If you’re thinking of taking your first holiday with your partner, follow these six tips to ensure smooth sailing.
1. Make sure you’re on the same page about what you want from the trip. If you want a totally luxurious pampering holiday but your partner wants an action-packed sightseeing adventure, you can guarantee whoever doesn’t get the trip they wanted is going to be a teensy bit upset. If your partner wants a totally opposite holiday to you, there’s no sense in lying that you’re happy to go along with his or her plan – be honest and try to settle on a holiday that you’re both happy with. If all goes well, there will be plenty of future opportunities for other kinds of holidays too.
2. Do the planning together. Often, one person in the relationship will end up doing most of the legwork when it comes to planning the itinerary and booking everything – and that can make them feel unappreciated. Pitch in equally and you’ll make it half as much work and twice as much fun.
3. Take on some solo projects. Your partner might want to do some solo exploration or take some time out for themselves during your break. Don’t be offended. Just because you’re on holiday doesn’t mean you need to spend every waking moment together. Solo time, even on a couple’s retreat, is healthy and can help prevent you from getting irritated with your loved one. If you feel yourself getting stressed, suggest doing something alone that will benefit both of you, such as venturing out to buy a surprise meal for your partner which you can share back in the hotel room.
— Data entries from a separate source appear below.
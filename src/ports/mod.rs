// SPDX-License-Identifier: MIT OR Apache-2.0

//! Ports layer containing trait definitions.
//!
//! This module contains the trait definitions (ports) that define the interfaces
//! between the adapter and its collaborators: the flag set it reads, the snapshot
//! it consults, and the provider contract it exposes to an aggregator.

pub mod flag_set;
pub mod provider;
pub mod snapshot;

// Re-export commonly used types
pub use flag_set::{Flag, FlagSet, FlagValue};
pub use provider::{ChangeCallback, ConfigProvider};
pub use snapshot::ConfigSnapshot;
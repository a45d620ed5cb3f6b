// SPDX-License-Identifier: MIT OR Apache-2.0

//! Error types for the flag adapter crate.
//!
//! This module defines the error types that can occur when reading flags, querying
//! configuration trees, or converting configuration values.
//! All errors use `thiserror` for proper error handling and conversion.

use std::num::{ParseFloatError, ParseIntError};
use std::str::ParseBoolError;
use thiserror::Error;

/// The main error type for configuration operations.
///
/// This enum represents all possible errors that can occur when reading flags,
/// accessing configuration values, or calling provider operations. It is marked as
/// `#[non_exhaustive]` to allow for future additions without breaking backwards
/// compatibility.
///
/// # Examples
///
/// ```
/// use flagcfg::domain::errors::ConfigError;
///
/// fn get_config_value() -> Result<String, ConfigError> {
///     Err(ConfigError::ConfigKeyNotFound {
///         key: "database.host".to_string(),
///     })
/// }
/// ```
#[derive(Debug, Error)]
#[non_exhaustive]
pub enum ConfigError {
    /// The requested configuration key was not found.
    #[error("Configuration key not found: {key}")]
    ConfigKeyNotFound {
        /// The key that was not found
        key: String,
    },

    /// Failed to convert a configuration value to the requested type.
    #[error(
        "Failed to convert configuration value for key '{key}' to type {target_type}: {source}"
    )]
    TypeConversionError {
        /// The key being converted
        key: String,
        /// The target type name
        target_type: String,
        /// The underlying conversion error
        source: Box<dyn std::error::Error + Send + Sync>,
    },

    /// A value had a different shape than the one requested.
    #[error("Configuration value for key '{key}' is {found}, expected {expected}")]
    TypeMismatch {
        /// The key being accessed
        key: String,
        /// The kind of value that was requested
        expected: String,
        /// The kind of value that was found
        found: String,
    },

    /// A flag name was not registered in the flag set.
    #[error("Unknown flag: {name}")]
    UnknownFlag {
        /// The flag name that was looked up
        name: String,
    },

    /// The provider does not implement the requested operation.
    #[error("Provider '{provider}' does not support {operation}")]
    UnsupportedOperation {
        /// The name of the provider
        provider: String,
        /// The operation that was attempted
        operation: String,
    },

    /// Failed to parse configuration content.
    #[error("Failed to parse configuration: {message}")]
    ParseError {
        /// The error message
        message: String,
        /// The underlying parsing error
        #[source]
        source: Option<Box<dyn std::error::Error + Send + Sync>>,
    },
}

impl ConfigError {
    /// Creates a TypeConversionError from a ParseIntError.
    pub fn from_parse_int_error(key: String, err: ParseIntError) -> Self {
        ConfigError::TypeConversionError {
            key,
            target_type: "integer".to_string(),
            source: Box::new(err),
        }
    }

    /// Creates a TypeConversionError from a ParseFloatError.
    pub fn from_parse_float_error(key: String, err: ParseFloatError) -> Self {
        ConfigError::TypeConversionError {
            key,
            target_type: "float".to_string(),
            source: Box::new(err),
        }
    }

    /// Creates a TypeConversionError from a ParseBoolError.
    pub fn from_parse_bool_error(key: String, err: ParseBoolError) -> Self {
        ConfigError::TypeConversionError {
            key,
            target_type: "boolean".to_string(),
            source: Box::new(err),
        }
    }

    /// Creates an UnsupportedOperation error for the given provider.
    pub fn unsupported(provider: &str, operation: &str) -> Self {
        ConfigError::UnsupportedOperation {
            provider: provider.to_string(),
            operation: operation.to_string(),
        }
    }
}

/// A specialized Result type for configuration operations.
pub type Result<T> = std::result::Result<T, ConfigError>;
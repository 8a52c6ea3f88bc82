// Modal rendering for Markpad

use eframe::egui;

use crate::app::Markpad;
use crate::style;

impl Markpad {
    /// Blocking error dialog. The failed operation has already been rolled
    /// back; dismissing just clears the message.
    pub(crate) fn render_error_modal(&mut self, ctx: &egui::Context) {
        if self.error.is_none() {
            return;
        }

        let mut dismissed = false;
        egui::Window::new("Error")
            .collapsible(false)
            .resizable(false)
            .anchor(egui::Align2::CENTER_CENTER, [0.0, 0.0])
            .default_width(style::modal_width(ctx))
            .show(ctx, |ui| {
                if let Some(message) = &self.error {
                    ui.label(message);
                }
                ui.add_space(10.0);
                ui.vertical_centered(|ui| {
                    if ui.button("OK").clicked() {
                        dismissed = true;
                    }
                });
            });

        if dismissed || ctx.input(|i| i.key_pressed(egui::Key::Escape)) {
            self.error = None;
        }
    }
}
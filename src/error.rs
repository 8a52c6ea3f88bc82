//! Unified error types for Markpad.

use std::path::PathBuf;

/// Errors surfaced by filesystem access and document operations.
#[derive(Debug, thiserror::Error)]
pub enum Error {
    /// Directory listing or path classification failures
    #[error("could not read {path}: {source}")]
    Io {
        path: PathBuf,
        source: std::io::Error,
    },

    /// Document open failures
    #[error("could not open {path}: {source}")]
    Read {
        path: PathBuf,
        source: std::io::Error,
    },

    /// Document save failures
    #[error("could not save {path}: {source}")]
    Write {
        path: PathBuf,
        source: std::io::Error,
    },

    /// Startup configuration errors, fatal before the window is shown
    #[error("configuration error: {0}")]
    Config(String),
}

impl Error {
    pub fn io(path: impl Into<PathBuf>, source: std::io::Error) -> Self {
        Self::Io {
            path: path.into(),
            source,
        }
    }

    pub fn read(path: impl Into<PathBuf>, source: std::io::Error) -> Self {
        Self::Read {
            path: path.into(),
            source,
        }
    }

    pub fn write(path: impl Into<PathBuf>, source: std::io::Error) -> Self {
        Self::Write {
            path: path.into(),
            source,
        }
    }
}

/// Convenience Result type using Error
pub type Result<T> = std::result::Result<T, Error>;

#[cfg(test)]
mod tests {
    use super::*;

    #[test]
    fn test_error_display() {
        let source = std::io::Error::new(std::io::ErrorKind::NotFound, "no such file");
        let err = Error::read("/tmp/notes.md", source);
        assert_eq!(format!("{}", err), "could not open /tmp/notes.md: no such file");
    }

    #[test]
    fn test_config_error_display() {
        let err = Error::Config("could not resolve home directory".to_string());
        assert!(format!("{}", err).contains("home directory"));
    }
}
4. Be realistic in your expectations. So many couples go into their first holiday together expecting nothing short of perfection, but the unexpected does happen. The weather might be awful for the whole trip, you might have an uncomfortable bed that you can’t sleep in, or you might even get sick. The key is to not let these little issues overtake your mindset and ruin the trip. You’re on holiday, so try and leave your stress behind before you reach your destination.
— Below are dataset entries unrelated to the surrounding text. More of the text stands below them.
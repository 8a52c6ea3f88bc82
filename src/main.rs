use eframe::egui;

mod app;
mod config;
mod entry;
mod error;
mod io;
mod state;
mod style;
mod view;

use app::Markpad;
use config::Config;
use style::Theme;

fn main() -> eframe::Result<()> {
    env_logger::init();

    let config = Config::load();

    // No usable starting directory means no session: bail out before
    // any window is shown.
    let start_dir = match io::home_directory() {
        Ok(dir) => dir,
        Err(e) => {
            log::error!("{e}");
            std::process::exit(1);
        }
    };

    let options = eframe::NativeOptions {
        viewport: egui::ViewportBuilder::default()
            .with_inner_size([1024.0, 768.0])
            .with_title(app::APP_NAME),
        ..Default::default()
    };

    eframe::run_native(
        "markpad",
        options,
        Box::new(move |cc| {
            cc.egui_ctx
                .set_visuals(Theme::from_mode(&config.theme.mode).visuals());
            Ok(Box::new(Markpad::new(config, start_dir)))
        }),
    )
}
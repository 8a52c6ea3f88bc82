// Pane rendering for Markpad
// Explorer | editor | preview, plus menu and status bars

use std::cell::RefCell;

use eframe::egui;

use crate::app::{Markpad, OPEN_SHORTCUT, SAVE_AS_SHORTCUT, SAVE_SHORTCUT};
use crate::style;
use crate::view::preview::render_markdown;

/// Explorer clicks are applied after all panes have rendered.
pub(crate) enum ExplorerAction {
    Up,
    Activate(String),
}

impl Markpad {
    pub(crate) fn render_menu_bar(&mut self, ctx: &egui::Context) {
        egui::TopBottomPanel::top("menu_bar").show(ctx, |ui| {
            egui::MenuBar::new().ui(ui, |ui| {
                ui.menu_button("File", |ui| {
                    if ui
                        .add(
                            egui::Button::new("Open…")
                                .shortcut_text(ctx.format_shortcut(&OPEN_SHORTCUT)),
                        )
                        .clicked()
                    {
                        self.open_dialog();
                        ui.close();
                    }

                    // Disabled until a file is loaded or first saved
                    if ui
                        .add_enabled(
                            self.document.has_backing_file(),
                            egui::Button::new("Save")
                                .shortcut_text(ctx.format_shortcut(&SAVE_SHORTCUT)),
                        )
                        .clicked()
                    {
                        self.save();
                        ui.close();
                    }

                    if ui
                        .add(
                            egui::Button::new("Save As…")
                                .shortcut_text(ctx.format_shortcut(&SAVE_AS_SHORTCUT)),
                        )
                        .clicked()
                    {
                        self.save_as_dialog();
                        ui.close();
                    }

                    ui.separator();

                    if ui.button("Quit").clicked() {
                        ctx.send_viewport_cmd(egui::ViewportCommand::Close);
                    }
                });

                ui.menu_button("View", |ui| {
                    let mut show_hidden = self.show_hidden;
                    if ui.checkbox(&mut show_hidden, "Show hidden files").clicked() {
                        self.toggle_hidden();
                        ui.close();
                    }

                    let theme_label = match self.theme {
                        style::Theme::Dark => "Light theme",
                        style::Theme::Light => "Dark theme",
                    };
                    if ui.button(theme_label).clicked() {
                        self.toggle_theme(ctx);
                        ui.close();
                    }
                });
            });
        });
    }

    pub(crate) fn render_explorer_pane(
        &self,
        ctx: &egui::Context,
        action: &RefCell<Option<ExplorerAction>>,
    ) {
        egui::SidePanel::left("explorer_panel")
            .resizable(true)
            .default_width(self.config.panel.explorer_width)
            .width_range(style::EXPLORER_MIN..=style::EXPLORER_MAX)
            .show(ctx, |ui| {
                ui.add_space(4.0);
                ui.horizontal(|ui| {
                    if ui.button("⬆").on_hover_text("Parent directory").clicked() {
                        *action.borrow_mut() = Some(ExplorerAction::Up);
                    }
                    let dir_name = self
                        .navigation
                        .current_dir()
                        .file_name()
                        .map(|n| n.to_string_lossy().to_string())
                        .unwrap_or_else(|| self.navigation.current_dir().display().to_string());
                    style::truncated_label(ui, egui::RichText::new(dir_name).strong())
                        .on_hover_text(self.navigation.current_dir().display().to_string());
                });
                ui.separator();

                egui::ScrollArea::vertical()
                    .id_salt("explorer_scroll")
                    .auto_shrink([false, false])
                    .show(ui, |ui| {
                        ui.set_max_width(ui.available_width());
                        use egui_extras::{Column, TableBuilder};
                        TableBuilder::new(ui)
                            .striped(true)
                            .resizable(false)
                            .cell_layout(egui::Layout::left_to_right(egui::Align::Center))
                            .column(Column::auto().at_least(style::ICON_COL_WIDTH))
                            .column(Column::remainder().clip(true))
                            .body(|body| {
                                body.rows(
                                    style::ROW_HEIGHT,
                                    self.navigation.entries().len(),
                                    |mut row| {
                                        let entry = &self.navigation.entries()[row.index()];
                                        let is_open = self.document.current_file()
                                            == Some(entry.path.as_path());

                                        row.col(|ui| {
                                            ui.label(entry.icon());
                                        });
                                        row.col(|ui| {
                                            let response = ui
                                                .selectable_label(is_open, &entry.name)
                                                .on_hover_text(entry.detail());
                                            if response.clicked() {
                                                *action.borrow_mut() = Some(
                                                    ExplorerAction::Activate(entry.name.clone()),
                                                );
                                            }
                                        });
                                    },
                                );
                            });
                    });
            });
    }

    pub(crate) fn render_preview_pane(&self, ctx: &egui::Context) {
        egui::SidePanel::right("preview_panel")
            .resizable(true)
            .default_width(self.config.panel.preview_width)
            .width_range(style::PREVIEW_MIN..=style::PREVIEW_MAX)
            .show(ctx, |ui| {
                egui::ScrollArea::vertical()
                    .id_salt("preview_scroll")
                    .auto_shrink([false, false])
                    .show(ui, |ui| {
                        ui.set_max_width(ui.available_width());
                        render_markdown(ui, &self.document.buffer);
                    });
            });
    }

    pub(crate) fn render_editor_pane(&mut self, ctx: &egui::Context) {
        let font = egui::FontId::monospace(self.config.editor.font_size);
        egui::CentralPanel::default().show(ctx, |ui| {
            egui::ScrollArea::vertical()
                .id_salt("editor_scroll")
                .auto_shrink([false, false])
                .show(ui, |ui| {
                    let editor = egui::TextEdit::multiline(&mut self.document.buffer)
                        .font(font)
                        .frame(false)
                        .hint_text("# Start typing markdown…")
                        .desired_width(f32::INFINITY)
                        .desired_rows(30);
                    if ui.add(editor).changed() {
                        self.document.mark_dirty();
                    }
                });
        });
    }

    pub(crate) fn render_status_bar(&self, ctx: &egui::Context) {
        egui::TopBottomPanel::bottom("status_bar").show(ctx, |ui| {
            ui.horizontal(|ui| {
                style::truncated_label(
                    ui,
                    format!(
                        "{} — {} items",
                        self.navigation.current_dir().display(),
                        self.navigation.entries().len()
                    ),
                );
                if self.document.is_dirty() {
                    ui.label(" | ");
                    ui.label("Modified");
                }
                if let Some((notice, _)) = &self.notice {
                    ui.label(" | ");
                    let warn = ui.visuals().warn_fg_color;
                    ui.colored_label(warn, notice);
                }
            });
        });
    }
}
use std::fs;
use std::path::PathBuf;
use std::time::SystemTime;

use chrono::{DateTime, Local};

/// One immediate child of the browsed directory, snapshotted at refresh time.
#[derive(Clone, Debug)]
pub struct FileEntry {
    pub path: PathBuf,
    pub name: String,
    pub is_dir: bool,
    pub size: u64,
    pub modified: SystemTime,
    pub extension: String,
}

impl FileEntry {
    pub fn from_path(path: PathBuf) -> Option<Self> {
        let metadata = fs::metadata(&path).ok()?;
        let name = path.file_name()?.to_string_lossy().to_string();
        let extension = path
            .extension()
            .map(|e| e.to_string_lossy().to_lowercase())
            .unwrap_or_default();

        Some(Self {
            path,
            name,
            is_dir: metadata.is_dir(),
            size: metadata.len(),
            modified: metadata.modified().unwrap_or(SystemTime::now()),
            extension,
        })
    }

    pub fn is_markdown(&self) -> bool {
        matches!(self.extension.as_str(), "md" | "markdown")
    }

    pub fn icon(&self) -> &str {
        if self.is_dir {
            return "📁";
        }
        if self.is_markdown() {
            return "📝";
        }
        "📄"
    }

    /// Size and modification time, for the explorer hover text.
    pub fn detail(&self) -> String {
        let datetime: DateTime<Local> = self.modified.into();
        if self.is_dir {
            format!("Modified: {}", datetime.format("%Y-%m-%d %H:%M"))
        } else {
            format!(
                "{} · {}",
                bytesize::ByteSize(self.size),
                datetime.format("%Y-%m-%d %H:%M")
            )
        }
    }
}

#[cfg(test)]
mod tests {
    use super::*;

    #[test]
    fn test_entry_from_file() {
        let dir = tempfile::tempdir().unwrap();
        let path = dir.path().join("notes.md");
        fs::write(&path, "# hello").unwrap();

        let entry = FileEntry::from_path(path.clone()).unwrap();
        assert_eq!(entry.name, "notes.md");
        assert_eq!(entry.extension, "md");
        assert!(!entry.is_dir);
        assert!(entry.is_markdown());
        assert_eq!(entry.size, 7);
        assert_eq!(entry.icon(), "📝");
    }

    #[test]
    fn test_entry_from_directory() {
        let dir = tempfile::tempdir().unwrap();
        let path = dir.path().join("docs");
        fs::create_dir(&path).unwrap();

        let entry = FileEntry::from_path(path).unwrap();
        assert!(entry.is_dir);
        assert_eq!(entry.icon(), "📁");
    }

    #[test]
    fn test_entry_missing_path() {
        let dir = tempfile::tempdir().unwrap();
        assert!(FileEntry::from_path(dir.path().join("gone")).is_none());
    }

    #[test]
    fn test_extension_is_lowercased() {
        let dir = tempfile::tempdir().unwrap();
        let path = dir.path().join("NOTES.MD");
        fs::write(&path, "").unwrap();

        let entry = FileEntry::from_path(path).unwrap();
        assert_eq!(entry.extension, "md");
        assert!(entry.is_markdown());
    }
}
5. Be willing to compromise. Although this is your holiday too, you now need to account for the wants and needs of your partner. You might not be thrilled about something your partner wants to do, but ask yourself; is it going to put a serious dampener on the holiday if you refuse to do it? For example, let your partner know that you’re not personally that keen on the idea of fishing, but you’d be happy to give it a go if he wouldn’t mind joining you for an afternoon of kayaking.
6. Cut your partner some slack. If your partner messes up the hotel booking or forgets to pack something or gets you lost in a foreign city, try your best to cut them some slack. They’re likely nervous too, and the last thing they need on their first holiday with you is for you to get angry with them. When things go wrong, stay calm (easier said than done, I know) and try to figure out a solution together. Playing the blame game will get you nowhere, fast.
If you follow the above tips, you’ll minimise many of the potential stresses that can quickly turn a holiday sour. Above all, remember: your first couple’s trip is a time for happiness and exciting new beginnings. Take time to relish the moment and just enjoy each other’s company, and you’ll have some fond memories to look back on.